Pu-erh Tea Contains a Natural Statin
Pu-erh is a fermented tea from China’s Yunnan province, and it has an unusual claim: it actually contains trace amounts of lovastatin, the same compound found in one of the original cholesterol-lowering drugs. The lovastatin is produced by microorganisms during the fermentation process. Ripe (fully fermented) pu-erh contains measurable levels, and concentrations increase with storage time. Raw pu-erh that hasn’t been aged typically contains none.
Before you swap your statin prescription for pu-erh, though, the amounts are extremely small. Studies found lovastatin concentrations ranging from about 20 to 230 nanograms per gram of dried tea. A typical statin dose is measured in milligrams, which is thousands of times higher. The lovastatin in pu-erh may contribute to modest cholesterol effects over time, but it’s far too little to replace medication. Think of it as a potential bonus in a daily tea habit, not a treatment.
Oolong Tea Lacks Strong Cholesterol Data
Oolong falls between green and black tea in terms of oxidation, and it contains unique polymerized polyphenols that can inhibit fat-digesting enzymes in lab studies. However, a randomized, placebo-controlled crossover study testing oolong-derived polyphenols in healthy adults found no significant changes in LDL cholesterol, triglycerides, or other lipid markers after a high-fat meal. Doses up to 150 mg of polymerized polyphenols, with or without added caffeine and catechins, did not clearly alter blood fat levels. Oolong may have other health benefits, but the evidence for cholesterol specifically is weak.
Watch for Interactions With Statins
If you’re already taking cholesterol medication, green tea deserves a note of caution. Green tea can interfere with how your body absorbs and processes certain statin drugs, including atorvastatin and rosuvastatin. It affects drug transporters and metabolizing enzymes in the intestines and liver, which could reduce how much of the medication actually reaches your bloodstream. In some cases, this interaction could make the statin less effective or alter its side effect profile. If you take a statin, spacing your tea consumption away from your medication or discussing the combination with your prescriber is worth doing. Black tea and hibiscus tea have not shown the same interaction concerns.
Ranking the Options
- Green tea: Best overall evidence. Consistently lowers LDL and total cholesterol across multiple meta-analyses. Aim for 3 to 4 cups daily, steeped in hot water for several minutes.
- Hibiscus tea: Strongest LDL reduction per serving among herbal teas (nearly 7 mg/dL average). Use 1 to 3 grams of dried hibiscus per cup, consumed daily for at least four weeks.
- Pu-erh tea: Contains natural lovastatin in trace amounts. Interesting biology, but the doses are far too low to match medication. Choose aged, ripe pu-erh for the highest levels.

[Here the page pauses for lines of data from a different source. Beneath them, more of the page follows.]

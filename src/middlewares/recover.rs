//! 패닉 복구 미들웨어
//!
//! 요청 처리 중 발생한 패닉을 포착하여 애플리케이션이 죽는 대신
//! 일반 500 엔벨로프 응답을 반환합니다. 패닉 내용은 로그에 기록됩니다.

use std::future::{Ready, ready};
use std::panic::AssertUnwindSafe;
use std::rc::Rc;

use actix_web::body::EitherBody;
use actix_web::dev::{Service, ServiceRequest, ServiceResponse, Transform, forward_ready};
use actix_web::{Error, HttpResponse};
use futures_util::FutureExt;
use futures_util::future::LocalBoxFuture;

use crate::domain::dto::response::ResponseModel;

/// 패닉 복구 미들웨어
pub struct RecoverMiddleware;

impl<S, B> Transform<S, ServiceRequest> for RecoverMiddleware
where
    S: Service<ServiceRequest, Response = ServiceResponse<B>, Error = Error> + 'static,
    S::Future: 'static,
    B: 'static,
{
    type Response = ServiceResponse<EitherBody<B>>;
    type Error = Error;
    type Transform = RecoverMiddlewareService<S>;
    type InitError = ();
    type Future = Ready<Result<Self::Transform, Self::InitError>>;

    fn new_transform(&self, service: S) -> Self::Future {
        ready(Ok(RecoverMiddlewareService {
            service: Rc::new(service),
        }))
    }
}

/// 실제 패닉 포착을 수행하는 서비스
pub struct RecoverMiddlewareService<S> {
    service: Rc<S>,
}

impl<S, B> Service<ServiceRequest> for RecoverMiddlewareService<S>
where
    S: Service<ServiceRequest, Response = ServiceResponse<B>, Error = Error> + 'static,
    S::Future: 'static,
    B: 'static,
{
    type Response = ServiceResponse<EitherBody<B>>;
    type Error = Error;
    type Future = LocalBoxFuture<'static, actix_web::Result<Self::Response, Self::Error>>;

    forward_ready!(service);

    fn call(&self, req: ServiceRequest) -> Self::Future {
        let service = self.service.clone();

        // 패닉 시 응답 생성에 필요하므로 요청 핸들을 미리 복제해 둔다
        let http_req = req.request().clone();

        Box::pin(async move {
            match AssertUnwindSafe(service.call(req)).catch_unwind().await {
                Ok(result) => Ok(result?.map_into_left_body()),
                Err(panic) => {
                    let detail = panic
                        .downcast_ref::<&str>()
                        .map(|s| (*s).to_string())
                        .or_else(|| panic.downcast_ref::<String>().cloned())
                        .unwrap_or_else(|| "unknown panic".to_string());

                    log::error!("패닉 복구: {}", detail);

                    let response = HttpResponse::InternalServerError().json(ResponseModel::error(
                        "예상치 못한 서버 오류가 발생했습니다. 잠시 후 다시 시도해주세요",
                    ));
                    Ok(ServiceResponse::new(http_req, response).map_into_right_body())
                }
            }
        })
    }
}

#[cfg(test)]
mod tests {
    use super::*;
    use actix_web::http::StatusCode;
    use actix_web::{App, test, web};

    async fn panicking_handler() -> HttpResponse {
        panic!("handler blew up");
    }

    #[actix_web::test]
    async fn test_panic_is_converted_to_generic_500() {
        let app = test::init_service(
            App::new()
                .wrap(RecoverMiddleware)
                .route("/boom", web::get().to(panicking_handler)),
        )
        .await;

        let req = test::TestRequest::get().uri("/boom").to_request();
        let res = test::call_service(&app, req).await;

        assert_eq!(res.status(), StatusCode::INTERNAL_SERVER_ERROR);

        let body: serde_json::Value = test::read_body_json(res).await;
        assert_eq!(body["success"], false);
        // 내부 패닉 메시지가 응답에 노출되지 않아야 한다
        assert!(!body["message"].as_str().unwrap().contains("blew up"));
    }
}
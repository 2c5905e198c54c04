//! 요청 본문 검증 에러 포맷팅
//!
//! `validator` 검증 실패를 필드별 메시지로 풀어 하나의 사용자용
//! 문자열로 합칩니다.

use validator::ValidationErrors;

/// 검증 실패를 사람이 읽을 수 있는 단일 메시지로 변환합니다.
///
/// 각 필드의 실패는 DTO에 선언된 메시지(필수/형식/범위)를 사용하고,
/// 메시지가 없는 규칙은 필드 이름으로 일반 메시지를 만듭니다.
/// 모든 메시지는 "; "로 연결됩니다.
pub fn validation_message(errors: &ValidationErrors) -> String {
    let mut messages: Vec<String> = Vec::new();

    for (field, field_errors) in errors.field_errors() {
        for error in field_errors.iter() {
            let message = error
                .message
                .as_ref()
                .map(|m| m.to_string())
                .unwrap_or_else(|| format!("'{}' 필드가 유효하지 않습니다", field));
            messages.push(message);
        }
    }

    format!("입력값 검증 실패: {}", messages.join("; "))
}

#[cfg(test)]
mod tests {
    use super::*;
    use crate::domain::dto::users::request::UserRequest;
    use validator::Validate;

    #[test]
    fn test_every_invalid_field_appears_in_message() {
        let request = UserRequest {
            name: "J".to_string(),
            email: "not-an-email".to_string(),
            age: 130,
        };

        let errors = request.validate().unwrap_err();
        let message = validation_message(&errors);

        assert!(message.starts_with("입력값 검증 실패"));
        assert!(message.contains("이름은 2자 이상이어야 합니다"));
        assert!(message.contains("유효한 이메일 주소를 입력해주세요"));
        assert!(message.contains("나이는 0에서 120 사이여야 합니다"));
    }

    #[test]
    fn test_single_failure_has_no_separator() {
        let request = UserRequest {
            name: "John Doe".to_string(),
            email: "john@example.com".to_string(),
            age: 130,
        };

        let errors = request.validate().unwrap_err();
        let message = validation_message(&errors);

        assert!(!message.contains(';'));
        assert!(message.contains("나이는 0에서 120 사이여야 합니다"));
    }
}
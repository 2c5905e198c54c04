//! 개발 환경용 샘플 데이터
//!
//! 개발 환경에서 API를 바로 사용해볼 수 있도록 사용자 저장소에
//! 시드되는 샘플 레코드들을 제공합니다.

use crate::domain::entities::users::user::{User, UserValidationError};

/// 개발/테스트용 샘플 사용자 목록을 생성합니다.
pub fn sample_users() -> Result<Vec<User>, UserValidationError> {
    Ok(vec![
        User::with_id(1, "John Doe", "john@example.com", 30)?,
        User::with_id(2, "Jane Smith", "jane@example.com", 28)?,
        User::with_id(3, "Bob Johnson", "bob@example.com", 45)?,
    ])
}

#[cfg(test)]
mod tests {
    use super::*;
    use crate::repositories::UserStore;
    use crate::repositories::users::user_repo::UserRepository;

    #[actix_web::test]
    async fn test_sample_users_seed_and_keep_their_ids() {
        let repo = UserRepository::new();
        repo.seed(sample_users().unwrap()).unwrap();

        let all = repo.find_all().await.unwrap();
        assert_eq!(all.len(), 3);

        // 시드된 ID 이후부터 새 ID가 발급된다
        let new_user = repo
            .save(User::new("Alice Brown", "alice@example.com", 33).unwrap())
            .await
            .unwrap();
        assert_eq!(new_user.id(), Some(4));
    }
}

- Black tea: No significant cholesterol-lowering effect in clinical trials.
- Oolong tea: Lab studies are intriguing, but human trials haven’t shown meaningful lipid changes.
No tea will dramatically transform a cholesterol panel on its own. The reductions seen in clinical trials are real but modest, typically in the range of 2 to 7 mg/dL for LDL. Where tea becomes valuable is as part of a broader pattern: a daily habit that complements dietary changes, exercise, and, when needed, medication. Green tea and hibiscus tea are the two with enough evidence to recommend specifically for cholesterol, and they’re easy enough to work into a daily routine.